Vessels: arteries, veins, capillaries

The movement of blood through the vessels is called blood circulation.
The circulatory system is made up of the heart and blood vessels.

Man, like all representatives of chordates, has a closed circulatory system. Blood moves in our body only through the blood vessels, which form two circles of blood circulation.

Blood vessels depart from the heart: arteries and veins.

The vessels from the heart are called arteries.
The vessels that enter the heart are called veins.

The largest artery from the left ventricle of the heart is the aorta.

A number of large arteries depart from the aorta: coronary (supplying blood to the heart muscle), sleepy (carrying blood to the brain), iliac (going to the lower body), subclavian (supplying blood to the upper limbs), etc.

Large arteries branch into smaller vessels – arteries, arterioles, which branch many times to the smallest vessels penetrating tissues – capillaries. In the tissues of various organs, the capillaries pass into thin venules.

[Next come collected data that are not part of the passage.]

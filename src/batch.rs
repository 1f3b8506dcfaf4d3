//! File and directory discovery.
//!
//! A directory argument expands to its `*.jack` files (non-recursively); a
//! file argument is compiled alone. Each `Foo.jack` produces a sibling
//! `Foo.vm`. Grounded on the reference driver's `main()`
//! (`original_source/projects/JackCompiler.py`): derive the class name from
//! the file stem, compile fully into memory before writing so a failure
//! never leaves a partial `.vm` file on disk, and keep going on to the next
//! file in a directory after one file fails (spec §7).

use std::fs;
use std::path::{Path, PathBuf};

use crate::engine::compile_class;
use crate::error::JackError;

/// One `.jack` input and the `.vm` output path it will produce.
pub struct Unit {
    pub source_path: PathBuf,
    pub output_path: PathBuf,
}

/// Expand `input` into the list of compilation units it names: the file
/// itself if it is a file, or every `*.jack` file directly inside it if it
/// is a directory (not recursive, matching the original driver).
pub fn discover(input: &Path) -> std::io::Result<Vec<Unit>> {
    if input.is_dir() {
        let mut units = Vec::new();
        for entry in fs::read_dir(input)? {
            let path = entry?.path();
            if path.extension().and_then(|e| e.to_str()) == Some("jack") {
                units.push(unit_for(&path));
            }
        }
        units.sort_by(|a, b| a.source_path.cmp(&b.source_path));
        Ok(units)
    } else {
        Ok(vec![unit_for(input)])
    }
}

fn unit_for(path: &Path) -> Unit {
    Unit {
        source_path: path.to_path_buf(),
        output_path: path.with_extension("vm"),
    }
}

/// Compile one unit, writing its `.vm` file only on success.
pub fn compile_unit(unit: &Unit) -> Result<(), JackError> {
    let source = fs::read_to_string(&unit.source_path).map_err(|e| JackError::InternalAssertion(
        format!("failed to read {}: {e}", unit.source_path.display()),
    ))?;
    let vm_text = compile_class(&source, &unit.source_path)?;
    fs::write(&unit.output_path, vm_text).map_err(|e| {
        JackError::InternalAssertion(format!(
            "failed to write {}: {e}",
            unit.output_path.display()
        ))
    })?;
    Ok(())
}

These vessels gradually merge into larger veins, the largest of which flow into the heart.

Arteries have three-layer dense, smooth and elastic walls. The outer layer of the walls consists of connective tissue, the middle layer is made up of smooth muscles, the inner layer is formed by one layer of cells and is called the endothelium. The structure of the walls allows the arteries to withstand the high pressure under which blood is expelled from the heart.

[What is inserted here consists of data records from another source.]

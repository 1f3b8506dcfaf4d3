//! Recursive-descent compilation engine.
//!
//! One mutually-recursive production per Jack grammar rule, each consuming
//! tokens, optionally updating the symbol table, and appending VM lines
//! directly — no intermediate AST (spec §9's "emit-as-you-parse" note,
//! matching `original_source/projects/compilation_engine.py`'s structure).
//! Every production advances past the last token it consumes unless
//! documented otherwise; lookahead for `else` and for `.`/`[`/`(` after an
//! identifier is done with `peek`, never by consuming and regretting it.

use std::path::{Path, PathBuf};

use crate::error::{JackError, SourceLocation};
use crate::lookahead::LookaheadStream;
use crate::symbol_table::{Kind, SymbolTable};
use crate::token::{Token, TokenKind, tokenize};
use crate::vm::{InstructionBuffer, Segment};

const INFIX_OPS: &[&str] = &["+", "-", "*", "/", "&", "|", "<", ">", "="];

/// Compile one `.jack` source file's text into Hack VM text.
pub fn compile_class(source: &str, file: &Path) -> Result<String, JackError> {
    let tokens = tokenize(source, file)?;
    let mut engine = CompilationEngine::new(tokens, file.to_path_buf());
    engine.compile_class()?;
    Ok(engine.buffer.into_text())
}

struct CompilationEngine {
    class_name: String,
    file: PathBuf,
    symbol_table: SymbolTable,
    tokens: LookaheadStream,
    buffer: InstructionBuffer,
    /// Location of the last token consumed, used to anchor "unexpected
    /// end of input" diagnostics at something more useful than 0:0.
    last_loc: SourceLocation,
}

The walls of the capillaries are very thin: they consist of one layer of flat cells (through them there is an exchange of gases and substances between blood and tissues).

The walls of the veins consist of the same three layers as the arteries, the muscle layer is thinner. The large veins that carry blood from the lower body have pocket-like valves that prevent blood from flowing back.

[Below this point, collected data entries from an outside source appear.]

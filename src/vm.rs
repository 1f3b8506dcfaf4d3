//! VM instruction buffer and text emission.
//!
//! The compiler appends VM lines in generation order; the only
//! non-append operation is the function-header patch (spec §4.4): a
//! `function Class.sub {LOCALS}` placeholder is emitted before the body is
//! compiled, its index in the buffer is remembered, and it is rewritten
//! with the final local count once the body is known.

use crate::error::JackError;

#[derive(Debug, Clone, Copy, PartialEq, Eq)]
pub enum Segment {
    Constant,
    Argument,
    Local,
    Static,
    This,
    That,
    Pointer,
    Temp,
}

impl Segment {
    fn as_str(self) -> &'static str {
        match self {
            Segment::Constant => "constant",
            Segment::Argument => "argument",
            Segment::Local => "local",
            Segment::Static => "static",
            Segment::This => "this",
            Segment::That => "that",
            Segment::Pointer => "pointer",
            Segment::Temp => "temp",
        }
    }
}

/// An ordered, append-mostly sequence of emitted VM lines.
#[derive(Default)]
pub struct InstructionBuffer {
    lines: Vec<String>,
}

impl InstructionBuffer {
    pub fn new() -> Self {
        InstructionBuffer::default()
    }

    pub fn push(&mut self, seg: Segment, index: usize) {
        self.lines.push(format!("push {} {}", seg.as_str(), index));
    }

    pub fn pop(&mut self, seg: Segment, index: usize) {
        self.lines.push(format!("pop {} {}", seg.as_str(), index));
    }

    pub fn arith(&mut self, op: &str) {
        self.lines.push(op.to_string());
    }

    pub fn label(&mut self, name: &str) {
        self.lines.push(format!("label {name}"));
    }

    pub fn goto(&mut self, name: &str) {
        self.lines.push(format!("goto {name}"));
    }

    pub fn if_goto(&mut self, name: &str) {
        self.lines.push(format!("if-goto {name}"));
    }

    pub fn call(&mut self, name: &str, n_args: usize) {
        self.lines.push(format!("call {name} {n_args}"));
    }

    pub fn ret(&mut self) {
        self.lines.push("return".to_string());
    }

    /// Emit a placeholder function header and return its index in the
    /// buffer so it can later be patched with the real local count.
    pub fn function_placeholder(&mut self, name: &str) -> usize {
        let index = self.lines.len();
        self.lines.push(format!("function {name} {{LOCALS}}"));
        index
    }

    /// Rewrite the placeholder at `index` with the final local count.
    /// Fails with `InternalAssertion` if `index` does not hold an
    /// unpatched placeholder — this should be unreachable for valid
    /// compiler control flow and exists so a bug fails loudly instead of
    /// emitting malformed VM text.
    pub fn patch_function_header(
        &mut self,
        index: usize,
        n_locals: usize,
    ) -> Result<(), JackError> {
        let line = self.lines.get_mut(index).ok_or_else(|| {
            JackError::InternalAssertion(format!("function header index {index} out of bounds"))
        })?;
        if !line.ends_with("{LOCALS}") {
            return Err(JackError::InternalAssertion(format!(
                "function header placeholder at index {index} already patched or missing: {line}"
            )));
        }
        *line = line.replace("{LOCALS}", &n_locals.to_string());
        Ok(())
    }

    pub fn into_text(self) -> String {
        let mut out = self.lines.join("\n");
        out.push('\n');
        out
    }

    #[cfg(test)]
    pub fn lines(&self) -> &[String] {
        &self.lines
    }
}

#[cfg(test)]
mod tests {
    use super::*;

    #[test]
    fn push_pop_format_matches_vm_text_grammar() {
        let mut buf = InstructionBuffer::new();
        buf.push(Segment::Constant, 7);
        buf.pop(Segment::Local, 2);
        assert_eq!(buf.lines(), &["push constant 7", "pop local 2"]);
    }

    #[test]
    fn function_placeholder_is_patched_in_place() {
        let mut buf = InstructionBuffer::new();
        let idx = buf.function_placeholder("Foo.bar");
        buf.push(Segment::Constant, 0);
        buf.patch_function_header(idx, 3).unwrap();
        assert_eq!(buf.lines()[0], "function Foo.bar 3");
    }

    #[test]
    fn patching_twice_is_an_internal_error() {
        let mut buf = InstructionBuffer::new();
        let idx = buf.function_placeholder("Foo.bar");
        buf.patch_function_header(idx, 0).unwrap();
        let err = buf.patch_function_header(idx, 1).unwrap_err();
        assert!(matches!(err, JackError::InternalAssertion(_)));
    }
}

Since the venous walls do not have the density and elasticity of the arteries (they are soft and thin), the contractions of the muscles surrounding the veins help blood to move. By contracting, the muscles squeeze the vessel and help push the blood towards the heart. The movement of blood in the opposite direction is impeded by pocket-shaped semilunar valves located inside the veins.

The speed of movement of blood in the veins as it approaches the heart gradually increases to 0.2 m / s. As a result, the same amount of blood flows to the heart through both vena cava per unit time as is thrown into the aorta.

Remember: The process of learning a person lasts a lifetime. The value of the same knowledge for different people may be different, it is determined by their individual characteristics and needs. Therefore, knowledge is always needed at any age and position.